SFで軍事物でもあるけど、内容は脳科学とか心理学っぽい。
前半部のプラハでの会話はちょっと付いていけず、「優雅なハリネズミ」を思い出してたら「チェコ的というよりフランス的」という部分を見て物凄く納得した。思索的すぎて私にはハードル高いよorz 

謎を追いかけて、SF満載でドンパチするのかと思ってたら全然違う。言葉って?っていうのがテーマの一つだったり。ハイテク機器は読んでて面白いし、アクションもちゃんとあるけど、基本的には思考の話というか。クラヴィスの一人称だから特にそうなるのかな。主人公には感情移入しなかったから、距離を持って話を読み進めた。
こういうと不謹慎な感じがするけども、虐殺をもたらす方法は面白い。
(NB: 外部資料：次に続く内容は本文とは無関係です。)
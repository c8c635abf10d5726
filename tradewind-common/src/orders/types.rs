//! Order enums: side, type, status and time-in-force.
//!
//! Enums display as their upper-snake names. `OrderSide` and `OrderType`
//! additionally carry CamelCase names on the wire (`Buy`, `Market`, ...).

use std::fmt;
use std::str::FromStr;

use rust_decimal::Decimal;
use serde::{Deserialize, Serialize};

use crate::error::TradingError;

/// Buy or sell.
#[derive(Debug, Clone, Copy, PartialEq, Eq, Hash, Serialize, Deserialize)]
pub enum OrderSide {
    Buy,
    Sell,
}

impl OrderSide {
    pub fn opposite(&self) -> Self {
        match self {
            OrderSide::Buy => OrderSide::Sell,
            OrderSide::Sell => OrderSide::Buy,
        }
    }

    /// +1 for buy, -1 for sell.
    pub fn sign(&self) -> Decimal {
        match self {
            OrderSide::Buy => Decimal::ONE,
            OrderSide::Sell => Decimal::NEGATIVE_ONE,
        }
    }

    /// CamelCase name used on the wire.
    pub fn wire_name(&self) -> &'static str {
        match self {
            OrderSide::Buy => "Buy",
            OrderSide::Sell => "Sell",
        }
    }

    pub fn from_wire(value: &str) -> Result<Self, TradingError> {
        match value {
            "Buy" => Ok(OrderSide::Buy),
            "Sell" => Ok(OrderSide::Sell),
            other => Err(TradingError::Serialization(format!(
                "unknown order side '{other}'"
            ))),
        }
    }
}

impl fmt::Display for OrderSide {
    fn fmt(&self, f: &mut fmt::Formatter<'_>) -> fmt::Result {
        match self {
            OrderSide::Buy => write!(f, "BUY"),
            OrderSide::Sell => write!(f, "SELL"),
        }
    }
}

impl FromStr for OrderSide {
    type Err = TradingError;

    fn from_str(s: &str) -> Result<Self, Self::Err> {
        match s {
            "BUY" => Ok(OrderSide::Buy),
            "SELL" => Ok(OrderSide::Sell),
            other => Err(TradingError::InvalidArgument(format!(
                "unknown order side '{other}'"
            ))),
        }
    }
}

/// Execution behavior of an order.
#[derive(Debug, Clone, Copy, PartialEq, Eq, Hash, Serialize, Deserialize)]
pub enum OrderType {
    Market,
    Limit,
    Stop,
}

impl OrderType {
    /// Passive orders rest at a price (limit and stop).
    pub fn is_passive(&self) -> bool {
        matches!(self, OrderType::Limit | OrderType::Stop)
    }

    pub fn requires_price(&self) -> bool {
        self.is_passive()
    }

    /// CamelCase name used on the wire.
    pub fn wire_name(&self) -> &'static str {
        match self {
            OrderType::Market => "Market",
            OrderType::Limit => "Limit",
            OrderType::Stop => "Stop",
        }
    }

    pub fn from_wire(value: &str) -> Result<Self, TradingError> {
        match value {
            "Market" => Ok(OrderType::Market),
            "Limit" => Ok(OrderType::Limit),
            "Stop" => Ok(OrderType::Stop),
            other => Err(TradingError::Serialization(format!(
                "unknown order type '{other}'"
            ))),
        }
    }
}

impl fmt::Display for OrderType {
    fn fmt(&self, f: &mut fmt::Formatter<'_>) -> fmt::Result {
        match self {
            OrderType::Market => write!(f, "MARKET"),
            OrderType::Limit => write!(f, "LIMIT"),
            OrderType::Stop => write!(f, "STOP"),
        }
    }
}

impl FromStr for OrderType {
    type Err = TradingError;

    fn from_str(s: &str) -> Result<Self, Self::Err> {
        match s {
            "MARKET" => Ok(OrderType::Market),
            "LIMIT" => Ok(OrderType::Limit),
            "STOP" => Ok(OrderType::Stop),
            other => Err(TradingError::InvalidArgument(format!(
                "unknown order type '{other}'"
            ))),
        }
    }
}

/// How long an order remains eligible to fill.
#[derive(Debug, Clone, Copy, PartialEq, Eq, Hash, Serialize, Deserialize)]
pub enum TimeInForce {
    Day,
    Gtc,
    Ioc,
    Foc,
    Gtd,
}

impl TimeInForce {
    pub fn requires_expire_time(&self) -> bool {
        matches!(self, TimeInForce::Gtd)
    }
}

impl fmt::Display for TimeInForce {
    fn fmt(&self, f: &mut fmt::Formatter<'_>) -> fmt::Result {
        match self {
            TimeInForce::Day => write!(f, "DAY"),
            TimeInForce::Gtc => write!(f, "GTC"),
            TimeInForce::Ioc => write!(f, "IOC"),
            TimeInForce::Foc => write!(f, "FOC"),
            TimeInForce::Gtd => write!(f, "GTD"),
        }
    }
}

impl FromStr for TimeInForce {
    type Err = TradingError;

    fn from_str(s: &str) -> Result<Self, Self::Err> {
        match s {
            "DAY" => Ok(TimeInForce::Day),
            "GTC" => Ok(TimeInForce::Gtc),
            "IOC" => Ok(TimeInForce::Ioc),
            "FOC" => Ok(TimeInForce::Foc),
            "GTD" => Ok(TimeInForce::Gtd),
            other => Err(TradingError::InvalidArgument(format!(
                "unknown time in force '{other}'"
            ))),
        }
    }
}

/// Order lifecycle state.
#[derive(Debug, Clone, Copy, PartialEq, Eq, Hash, Serialize, Deserialize)]
pub enum OrderStatus {
    Initialized,
    Invalid,
    Denied,
    Submitted,
    Accepted,
    Rejected,
    Working,
    Cancelled,
    Expired,
    PartiallyFilled,
    Filled,
}

impl OrderStatus {
    /// Terminal states: no event may move the order out of these.
    pub fn is_completed(&self) -> bool {
        matches!(
            self,
            OrderStatus::Invalid
                | OrderStatus::Denied
                | OrderStatus::Rejected
                | OrderStatus::Cancelled
                | OrderStatus::Expired
                | OrderStatus::Filled
        )
    }

    pub fn is_working(&self) -> bool {
        matches!(self, OrderStatus::Working)
    }
}

impl fmt::Display for OrderStatus {
    fn fmt(&self, f: &mut fmt::Formatter<'_>) -> fmt::Result {
        match self {
            OrderStatus::Initialized => write!(f, "INITIALIZED"),
            OrderStatus::Invalid => write!(f, "INVALID"),
            OrderStatus::Denied => write!(f, "DENIED"),
            OrderStatus::Submitted => write!(f, "SUBMITTED"),
            OrderStatus::Accepted => write!(f, "ACCEPTED"),
            OrderStatus::Rejected => write!(f, "REJECTED"),
            OrderStatus::Working => write!(f, "WORKING"),
            OrderStatus::Cancelled => write!(f, "CANCELLED"),
            OrderStatus::Expired => write!(f, "EXPIRED"),
            OrderStatus::PartiallyFilled => write!(f, "PARTIALLY_FILLED"),
            OrderStatus::Filled => write!(f, "FILLED"),
        }
    }
}

#[cfg(test)]
mod tests {
    use super::*;

    #[test]
    fn side_opposite_and_sign() {
        assert_eq!(OrderSide::Buy.opposite(), OrderSide::Sell);
        assert_eq!(OrderSide::Sell.opposite(), OrderSide::Buy);
        assert_eq!(OrderSide::Buy.sign(), Decimal::ONE);
        assert_eq!(OrderSide::Sell.sign(), Decimal::NEGATIVE_ONE);
    }

    #[test]
    fn wire_names_are_camel_case() {
        assert_eq!(OrderSide::Buy.wire_name(), "Buy");
        assert_eq!(OrderType::Stop.wire_name(), "Stop");
        assert_eq!(OrderSide::from_wire("Sell").unwrap(), OrderSide::Sell);
        assert_eq!(OrderType::from_wire("Limit").unwrap(), OrderType::Limit);
        assert!(OrderSide::from_wire("SELL").is_err());
    }

    #[test]
    fn display_names_are_upper_snake() {
        assert_eq!(OrderStatus::PartiallyFilled.to_string(), "PARTIALLY_FILLED");
        assert_eq!(TimeInForce::Gtd.to_string(), "GTD");
        assert_eq!(OrderType::Market.to_string(), "MARKET");
    }

    #[test]
    fn completed_set_matches_terminal_states() {
        for status in [
            OrderStatus::Invalid,
            OrderStatus::Denied,
            OrderStatus::Rejected,
            OrderStatus::Cancelled,
            OrderStatus::Expired,
            OrderStatus::Filled,
        ] {
            assert!(status.is_completed(), "{status} should be terminal");
        }
        for status in [
            OrderStatus::Initialized,
            OrderStatus::Submitted,
            OrderStatus::Accepted,
            OrderStatus::Working,
            OrderStatus::PartiallyFilled,
        ] {
            assert!(!status.is_completed(), "{status} should not be terminal");
        }
    }

    #[test]
    fn enums_parse_from_display_form() {
        assert_eq!("BUY".parse::<OrderSide>().unwrap(), OrderSide::Buy);
        assert_eq!("STOP".parse::<OrderType>().unwrap(), OrderType::Stop);
        assert_eq!("FOC".parse::<TimeInForce>().unwrap(), TimeInForce::Foc);
        assert!("GTX".parse::<TimeInForce>().is_err());
    }
}
//! Execution subsystem: trading commands, the execution engine, the venue
//! adapter seam, and the simulated venue with its probabilistic fill model.

mod commands;
mod engine;
mod fill_model;
mod simulated_venue;
mod venue;

pub use commands::{
    AccountInquiry, CancelOrder, ModifyOrder, SubmitBracketOrder, SubmitOrder, TradingCommand,
};
pub use engine::ExecutionEngine;
pub use fill_model::FillModel;
pub use simulated_venue::{SimulatedVenue, SimulatedVenueConfig};
pub use venue::ExecutionClient;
最後のどんでん返しも私は好きだな。伏線を重ねて創られるものじゃなくて、お話が進んで行くと結論が裏返っちゃうというか。まぁ、人が死に続けるのに変わりは無いので救いも無いけど。

全体としても面白かった。ちょっと科学物ノンフィクションを読んでるような気がしないでもない。
私はこの本でこの作者を知ったのだけど、彼はもういないんだよなぁ。2009年にたった34歳で亡くなってしまっている。なんて惜しい。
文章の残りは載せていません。